Aku berpikir, mungkin itulah alasannya mengapa kami bertemu di rumah tua ini dan bukan di restoran. Anehnya, selama ini aku tidak pernah mendengar tentang Hyun atau kariernya yang melonjak. “Aku pasti terlalu sibuk bekerja sampai terputus dari dunia luar,” batinku. “Padahal, sebagai idol, dia pasti punya jadwal tur internasional, dan Indonesia adalah pasar besar untuk K-pop.”

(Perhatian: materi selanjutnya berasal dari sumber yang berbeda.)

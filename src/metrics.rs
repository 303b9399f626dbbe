use chrono::NaiveDate;
use serde::Serialize;

use crate::models::{Goal, GoalStatus, MeasurementSnapshot, StudentProfile};

pub const WEIGHT_GOAL_ID: &str = "weight-goal";

#[derive(Debug, Clone, Copy, PartialEq, Eq, Serialize)]
pub enum MeasurementField {
    Weight,
    BodyFat,
    Muscle,
    Water,
    VisceralFat,
    Waist,
    Hip,
    Chest,
    ThighLeft,
    ThighRight,
    ArmLeft,
    ArmRight,
}

impl MeasurementField {
    pub const ALL: [Self; 12] = [
        Self::Weight,
        Self::BodyFat,
        Self::Muscle,
        Self::Water,
        Self::VisceralFat,
        Self::Waist,
        Self::Hip,
        Self::Chest,
        Self::ThighLeft,
        Self::ThighRight,
        Self::ArmLeft,
        Self::ArmRight,
    ];

    pub fn read(self, snapshot: &MeasurementSnapshot) -> Option<f64> {
        match self {
            Self::Weight => Some(snapshot.weight),
            Self::BodyFat => snapshot.body_fat,
            Self::Muscle => snapshot.muscle_percentage,
            Self::Water => snapshot.water,
            Self::VisceralFat => snapshot.visceral_fat,
            Self::Waist => snapshot.waist,
            Self::Hip => snapshot.hip,
            Self::Chest => snapshot.chest,
            Self::ThighLeft => snapshot.thigh_left,
            Self::ThighRight => snapshot.thigh_right,
            Self::ArmLeft => snapshot.arm_left,
            Self::ArmRight => snapshot.arm_right,
        }
    }

    pub fn label(self) -> &'static str {
        match self {
            Self::Weight => "Weight",
            Self::BodyFat => "Body fat",
            Self::Muscle => "Muscle",
            Self::Water => "Water",
            Self::VisceralFat => "Visceral fat",
            Self::Waist => "Waist",
            Self::Hip => "Hip",
            Self::Chest => "Chest",
            Self::ThighLeft => "Left thigh",
            Self::ThighRight => "Right thigh",
            Self::ArmLeft => "Left arm",
            Self::ArmRight => "Right arm",
        }
    }

    pub fn unit(self) -> &'static str {
        match self {
            Self::Weight => "kg",
            Self::BodyFat | Self::Muscle | Self::Water => "%",
            Self::VisceralFat => "",
            _ => "cm",
        }
    }

    /// The direction of change that counts as progress, if any.
    pub fn favorable_direction(self) -> Option<Direction> {
        match self {
            Self::Weight | Self::BodyFat => Some(Direction::Decreased),
            Self::Muscle => Some(Direction::Increased),
            _ => None,
        }
    }
}

#[derive(Debug, Clone, Copy, PartialEq, Eq, Serialize)]
pub enum Direction {
    Increased,
    Decreased,
    Unchanged,
}

#[derive(Debug, Clone, Copy, PartialEq, Serialize)]
pub enum Delta {
    Unavailable,
    Change { magnitude: f64, direction: Direction },
}

impl Delta {
    pub fn is_unavailable(&self) -> bool {
        matches!(self, Self::Unavailable)
    }

    /// `None` when the delta is unavailable, unchanged, or the field has no
    /// preferred direction.
    pub fn is_favorable(&self, field: MeasurementField) -> Option<bool> {
        match self {
            Self::Change { direction, .. } if *direction != Direction::Unchanged => {
                field.favorable_direction().map(|wanted| wanted == *direction)
            }
            _ => None,
        }
    }
}

/// Absolute change rounded to one decimal, with its direction.
pub fn delta(current: Option<f64>, previous: Option<f64>) -> Delta {
    let (Some(current), Some(previous)) = (current, previous) else {
        return Delta::Unavailable;
    };

    let diff = current - previous;
    let magnitude = round1(diff.abs());
    let direction = if magnitude == 0.0 {
        Direction::Unchanged
    } else if diff > 0.0 {
        Direction::Increased
    } else {
        Direction::Decreased
    };

    Delta::Change {
        magnitude,
        direction,
    }
}

pub fn field_delta(
    current: &MeasurementSnapshot,
    previous: Option<&MeasurementSnapshot>,
    field: MeasurementField,
) -> Delta {
    delta(field.read(current), previous.and_then(|snapshot| field.read(snapshot)))
}

/// `clamp((initial - current) / (initial - target) * 100, 0, 100)`, or 0 when
/// no loss is required.
pub fn weight_progress(initial: f64, target: f64, current: f64) -> f64 {
    let total_loss_needed = initial - target;
    if total_loss_needed <= 0.0 {
        return 0.0;
    }
    ((initial - current) / total_loss_needed * 100.0).clamp(0.0, 100.0)
}

pub fn goal_progress(achieved: usize, total: usize) -> f64 {
    if total == 0 {
        return 0.0;
    }
    achieved as f64 / total as f64 * 100.0
}

pub fn goals_progress(goals: &[Goal]) -> f64 {
    let achieved = goals
        .iter()
        .filter(|goal| goal.status == GoalStatus::Achieved)
        .count();
    goal_progress(achieved, goals.len())
}

#[derive(Debug, Clone, Copy, PartialEq, Eq, Serialize)]
pub enum ProgressTier {
    Early,
    Midway,
    Advanced,
    Complete,
}

impl ProgressTier {
    pub fn from_percent(percent: f64) -> Self {
        match percent {
            p if p >= 90.0 => Self::Complete,
            p if p >= 60.0 => Self::Advanced,
            p if p >= 30.0 => Self::Midway,
            _ => Self::Early,
        }
    }
}

#[derive(Debug, Clone, Copy, PartialEq, Serialize)]
pub enum RemainingWeight {
    Reached,
    Remaining(f64),
    Unavailable,
}

impl RemainingWeight {
    pub fn from_goal(goal: &Goal) -> Self {
        match goal.weight_remaining {
            Some(kg) if kg <= 0.0 => Self::Reached,
            Some(kg) => Self::Remaining(round1(kg.abs())),
            None => Self::Unavailable,
        }
    }
}

pub fn remaining_weight(snapshot: &MeasurementSnapshot) -> RemainingWeight {
    remaining_from(snapshot.weight_remaining, snapshot.weight, snapshot.target_weight)
}

fn remaining_from(stored: Option<f64>, weight: f64, target: Option<f64>) -> RemainingWeight {
    let remaining = match (stored, target) {
        (Some(stored), _) => stored,
        (None, Some(target)) => (weight - target).max(0.0),
        (None, None) => return RemainingWeight::Unavailable,
    };

    if remaining <= 0.0 {
        RemainingWeight::Reached
    } else {
        RemainingWeight::Remaining(round1(remaining.abs()))
    }
}

#[derive(Debug, Clone, PartialEq, Serialize)]
pub struct WeightPoint {
    pub date: NaiveDate,
    pub weight: f64,
}

#[derive(Debug, Clone, PartialEq, Serialize)]
pub struct CompositionPoint {
    pub date: NaiveDate,
    pub body_fat: Option<f64>,
    pub muscle: Option<f64>,
    pub water: Option<f64>,
}

#[derive(Debug, Clone, PartialEq, Serialize)]
pub struct CircumferencePoint {
    pub date: NaiveDate,
    pub waist: Option<f64>,
    pub hip: Option<f64>,
    pub chest: Option<f64>,
}

/// Two date-ordered copies of one measurement series.
#[derive(Debug, Clone, PartialEq, Serialize)]
pub struct DerivedSeries {
    pub latest_first: Vec<MeasurementSnapshot>,
    pub chronological: Vec<MeasurementSnapshot>,
}

/// Sorts copies of `series`; ties keep fetch order in both views.
pub fn derive(series: &[MeasurementSnapshot]) -> DerivedSeries {
    let mut latest_first = series.to_vec();
    latest_first.sort_by(|a, b| b.date.cmp(&a.date));

    let mut chronological = series.to_vec();
    chronological.sort_by(|a, b| a.date.cmp(&b.date));

    DerivedSeries {
        latest_first,
        chronological,
    }
}

impl DerivedSeries {
    pub fn is_empty(&self) -> bool {
        self.latest_first.is_empty()
    }

    pub fn len(&self) -> usize {
        self.latest_first.len()
    }

    pub fn latest(&self) -> Option<&MeasurementSnapshot> {
        self.latest_first.first()
    }

    pub fn previous(&self) -> Option<&MeasurementSnapshot> {
        self.latest_first.get(1)
    }

    pub fn field_delta(&self, field: MeasurementField) -> Delta {
        match self.latest() {
            Some(latest) => field_delta(latest, self.previous(), field),
            None => Delta::Unavailable,
        }
    }

    /// Progress of the latest snapshot, if it carries both reference weights.
    pub fn weight_progress(&self) -> Option<f64> {
        let latest = self.latest()?;
        Some(weight_progress(
            latest.initial_weight?,
            latest.target_weight?,
            latest.weight,
        ))
    }

    pub fn remaining_weight(&self) -> RemainingWeight {
        self.latest()
            .map(remaining_weight)
            .unwrap_or(RemainingWeight::Unavailable)
    }

    pub fn weight_points(&self) -> Vec<WeightPoint> {
        self.chronological
            .iter()
            .map(|snapshot| WeightPoint {
                date: snapshot.date,
                weight: snapshot.weight,
            })
            .collect()
    }

    pub fn body_composition_points(&self) -> Vec<CompositionPoint> {
        self.chronological
            .iter()
            .filter(|s| positive(s.body_fat) || positive(s.muscle_percentage))
            .map(|s| CompositionPoint {
                date: s.date,
                body_fat: s.body_fat,
                muscle: s.muscle_percentage,
                water: s.water,
            })
            .collect()
    }

    pub fn circumference_points(&self) -> Vec<CircumferencePoint> {
        self.chronological
            .iter()
            .filter(|s| positive(s.waist) || positive(s.hip) || positive(s.chest))
            .map(|s| CircumferencePoint {
                date: s.date,
                waist: s.waist,
                hip: s.hip,
                chest: s.chest,
            })
            .collect()
    }
}

/// Builds the synthetic weight goal from the latest snapshot, falling back to
/// the profile's reference weights.
pub fn weight_goal(latest: &MeasurementSnapshot, profile: Option<&StudentProfile>) -> Option<Goal> {
    let initial = latest
        .initial_weight
        .or_else(|| profile.and_then(|p| p.initial_weight))?;
    let target = latest
        .target_weight
        .or_else(|| profile.and_then(|p| p.target_weight))?;

    let progress = weight_progress(initial, target, latest.weight);
    let remaining = remaining_from(latest.weight_remaining, latest.weight, Some(target));
    let status = match remaining {
        RemainingWeight::Reached => GoalStatus::Achieved,
        _ if progress > 0.0 => GoalStatus::InProgress,
        _ => GoalStatus::Pending,
    };

    Some(Goal {
        id: WEIGHT_GOAL_ID.to_string(),
        student_id: latest.student_id.clone(),
        description: format!("Reach {target:.1} kg"),
        target_date: None,
        status,
        initial_weight: Some(initial),
        target_weight: Some(target),
        current_weight: Some(latest.weight),
        weight_remaining: match remaining {
            RemainingWeight::Remaining(kg) => Some(kg),
            RemainingWeight::Reached => Some(0.0),
            RemainingWeight::Unavailable => None,
        },
        progress_percentage: Some(progress),
    })
}

fn positive(value: Option<f64>) -> bool {
    value.is_some_and(|v| v > 0.0)
}

fn round1(value: f64) -> f64 {
    (value * 10.0).round() / 10.0
}
//! Student progress dashboard core: access-code resolution over loosely
//! labelled store records, and progress metrics over measurement series.

pub mod aliases;
pub mod config;
pub mod mapping;
pub mod metrics;
pub mod models;
pub mod portal;
pub mod report;
pub mod resolver;
pub mod store;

Aku teringat saat kuliah dulu, aku, Han, dan beberapa teman lainnya sering menonton konser grup Kpop Idol bersama. Di antara kami, Han dan ada satu teman kami yang paling antusias melihat Hyun di panggung. Dan sekarang, di ruangan ini, aku melihat teman lama yang begitu berbeda namun tetap familiar, menceritakan kisahnya dengan mata berbinar-binar seperti belum pernah kutemui sebelumnya.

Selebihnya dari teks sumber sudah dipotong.